Yes, that was exactly my point. There simply aren't enough people making
electric cars, heat pumps, and all those other new products, to eliminate
fossil fuel dependence by 2030, which was what AOC was advocating. Diverting
enough resources would be disastrous to other industries, and then once we've
made the huge investment to build all that, we suddenly don't need the
capacity once we hit the goal. It's economic suicide.

 _Emergent properties of human behavior responding to incentives would take
care of the rest._

You're outlining programs that would push us in the right direction, which is
good. These are not things which will eliminate fossil fuel dependence by
2030, which is what AOC was shooting for, and which I'm criticizing.

------
throwawaysea
[https://en.wikipedia.org/wiki/Income_tax_in_the_United_State...](https://en.wikipedia.org/wiki/Income_tax_in_the_United_States#History_of_top_rates)
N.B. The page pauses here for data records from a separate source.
//! Tests for the run module.

use std::path::Path;

use ntc2_preconfig::config::Cli;
use ntc2_preconfig::register::RegisterName;
use tempfile::tempdir;

use super::*;

fn config(args: &[&str]) -> ValidatedConfig {
    let mut full_args = vec!["ntc2-preconfig"];
    full_args.extend(args);
    ValidatedConfig::from_raw(&Cli::parse_from_iter(full_args), None).unwrap()
}

fn seed_image(path: &Path, registers: &RegisterSet) {
    ImageDevice::new(path).submit_config(registers).unwrap();
}

fn read_image(path: &Path) -> RegisterSet {
    ImageDevice::new(path).read_config().unwrap()
}

mod execute_image {
    use super::*;

    #[test]
    fn preset_writes_image() {
        let dir = tempdir().unwrap();
        let path = dir.path().join("regs.json");
        let path_str = path.to_str().unwrap();

        let report = execute(config(&["--prequired", "--image", path_str])).unwrap();

        assert!(report.submitted);
        assert_eq!(read_image(&path), RegisterSet::preset());
    }

    #[test]
    fn override_updates_one_register() {
        let dir = tempdir().unwrap();
        let path = dir.path().join("regs.json");
        let path_str = path.to_str().unwrap();
        seed_image(&path, &RegisterSet::preset());

        let report = execute(config(&[
            "--override",
            "--set",
            "AltCfg=07",
            "--image",
            path_str,
        ]))
        .unwrap();

        assert_eq!(report.changes.len(), 1);
        assert_eq!(
            read_image(&path),
            RegisterSet::preset().with(RegisterName::AltCfg, 0x07)
        );
    }

    #[test]
    fn dry_run_leaves_image_untouched() {
        let dir = tempdir().unwrap();
        let path = dir.path().join("regs.json");
        let path_str = path.to_str().unwrap();
        seed_image(&path, &RegisterSet::preset());

        let report = execute(config(&[
            "--override",
            "--set",
            "CFG_A=00",
            "--dry-run",
            "--image",
            path_str,
        ]))
        .unwrap();

        assert!(!report.submitted);
        assert_eq!(read_image(&path), RegisterSet::preset());
    }

    #[test]
    fn violation_leaves_image_untouched() {
        let dir = tempdir().unwrap();
        let path = dir.path().join("regs.json");
        let path_str = path.to_str().unwrap();
        seed_image(&path, &RegisterSet::preset());

        let error = execute(config(&[
            "--override",
            "--set",
            "PullUp=00",
            "--image",
            path_str,
        ]))
        .unwrap_err();

        assert_eq!(error.exit_status(), exit_code::VIOLATION);
        assert_eq!(read_image(&path), RegisterSet::preset());
    }

    #[test]
    fn missing_baseline_image_is_transport_error() {
        let dir = tempdir().unwrap();
        let path = dir.path().join("missing.json");
        let path_str = path.to_str().unwrap();

        let error = execute(config(&[
            "--override",
            "--set",
            "AltCfg=07",
            "--image",
            path_str,
        ]))
        .unwrap_err();

        assert_eq!(error.exit_status(), exit_code::TRANSPORT_ERROR);
        assert!(!path.exists());
    }

    #[test]
    fn usage_error_is_exit_one() {
        let dir = tempdir().unwrap();
        let path = dir.path().join("regs.json");
        let path_str = path.to_str().unwrap();

        let error = execute(config(&["--image", path_str])).unwrap_err();

        assert_eq!(error.exit_status(), exit_code::CONFIG_ERROR);
        assert!(!path.exists());
    }
}

mod status_table {
    use super::*;

    #[test]
    fn statuses_are_distinct_and_ordered() {
        assert_eq!(
            [
                exit_code::SUCCESS,
                exit_code::CONFIG_ERROR,
                exit_code::TRANSPORT_ERROR,
                exit_code::VIOLATION,
            ],
            [0, 1, 2, 3]
        );
    }

    #[test]
    fn lock_register_override_is_usage_error() {
        let dir = tempdir().unwrap();
        let path = dir.path().join("regs.json");
        seed_image(&path, &RegisterSet::preset());
        let mut device = ImageDevice::new(&path);
        let mut config = config(&["--override"]);
        config.request.overlay.set(RegisterName::IsLocked, 0x01);

        let error = execute_with(&mut device, config).unwrap_err();

        assert_eq!(error.exit_status(), exit_code::CONFIG_ERROR);
        assert_eq!(read_image(&path), RegisterSet::preset());
    }
}

mod open {
    use super::*;

    #[test]
    fn missing_tpm_device_fails() {
        let dir = tempdir().unwrap();
        let target = DeviceTarget::Tpm(dir.path().join("tpm-missing"));

        let result = open_device(&target);

        let Err(error) = result else {
            panic!("expected open failure");
        };
        assert!(matches!(error, RunError::Open { .. }));
        assert_eq!(error.exit_status(), exit_code::TRANSPORT_ERROR);
        assert!(error.to_string().contains("tpm:"));
    }

    #[test]
    fn show_reads_image() {
        let dir = tempdir().unwrap();
        let path = dir.path().join("regs.json");
        seed_image(&path, &RegisterSet::preset());

        let registers = show(&DeviceTarget::Image(path)).unwrap();

        assert_eq!(registers, RegisterSet::preset());
    }

    #[test]
    fn show_missing_image_is_read_error() {
        let dir = tempdir().unwrap();
        let result = show(&DeviceTarget::Image(dir.path().join("none.json")));

        assert!(matches!(result, Err(RunError::Read(_))));
    }
}

mod rendering {
    use super::*;

    #[test]
    fn registers_list_every_field() {
        let text = render_registers(&RegisterSet::preset());

        assert_eq!(text.lines().count(), RegisterName::ALL.len());
        assert!(text.contains("IsValid"));
        assert!(!text.contains("MISMATCH"));
    }

    #[test]
    fn registers_flag_fixed_mismatch() {
        let set = RegisterSet::preset().with(RegisterName::CfgI, 0x00);
        let text = render_registers(&set);

        let line = text.lines().find(|l| l.starts_with("CFG_I")).unwrap();
        assert!(line.contains("MISMATCH (required ff)"));
    }

    #[test]
    fn report_is_one_line_per_item() {
        let dir = tempdir().unwrap();
        let path = dir.path().join("regs.json");
        let path_str = path.to_str().unwrap();
        seed_image(&path, &RegisterSet::preset());

        let report = execute(config(&[
            "--override",
            "--set",
            "AltCfg=07",
            "--set",
            "CFG_A=00",
            "--image",
            path_str,
        ]))
        .unwrap();
        let text = render_report(&report);

        assert_eq!(
            text,
            "Mode: override\n  AltCfg: 03 -> 07\n  CFG_A: fe -> 00\nConfiguration written\n"
        );
    }

    #[test]
    fn report_mentions_dry_run() {
        let dir = tempdir().unwrap();
        let path = dir.path().join("regs.json");
        let path_str = path.to_str().unwrap();

        let report = execute(config(&["--prequired", "--dry-run", "--image", path_str])).unwrap();
        let text = render_report(&report);

        assert!(text.contains("Mode: preset"));
        assert!(text.contains("Dry run"));
    }

    #[test]
    fn report_lists_changes() {
        let dir = tempdir().unwrap();
        let path = dir.path().join("regs.json");
        let path_str = path.to_str().unwrap();
        seed_image(&path, &RegisterSet::preset());

        let report = execute(config(&[
            "--override",
            "--set",
            "AltCfg=07",
            "--image",
            path_str,
        ]))
        .unwrap();
        let text = render_report(&report);

        assert!(text.contains("AltCfg: 03 -> 07"));
        assert!(text.contains("Configuration written"));
    }
}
> During World War I, the top rate rose to 77% and the income threshold to be
> in this top bracket increased to $1,000,000 (equivalent to $19.6 million[68]
> in 2018 dollars).

> During 1944 and 1945, the top rate was its all-time high at 94% applied to
> income above $200,000 (equivalent to $2.85 million[68] in 2018 dollars).

Nominal Tax Rates and Brackets, 1913-2013:
[https://files.taxfoundation.org/legacy/docs/fed_individual_r...](https://files.taxfoundation.org/legacy/docs/fed_individual_rate_history_nominal.pdf)

Inflation-adjusted Tax Rates and Brackets, 1913-2013 (in 2012 Dollars):
[https://files.taxfoundation.org/legacy/docs/fed_individual_r...](https://files.taxfoundation.org/legacy/docs/fed_individual_rate_history_adjusted.pdf)

------
jeffdavis
The vast majority of wealth is stored in abstract things like stocks and
bonds, not possessions stored in a bunker somewhere.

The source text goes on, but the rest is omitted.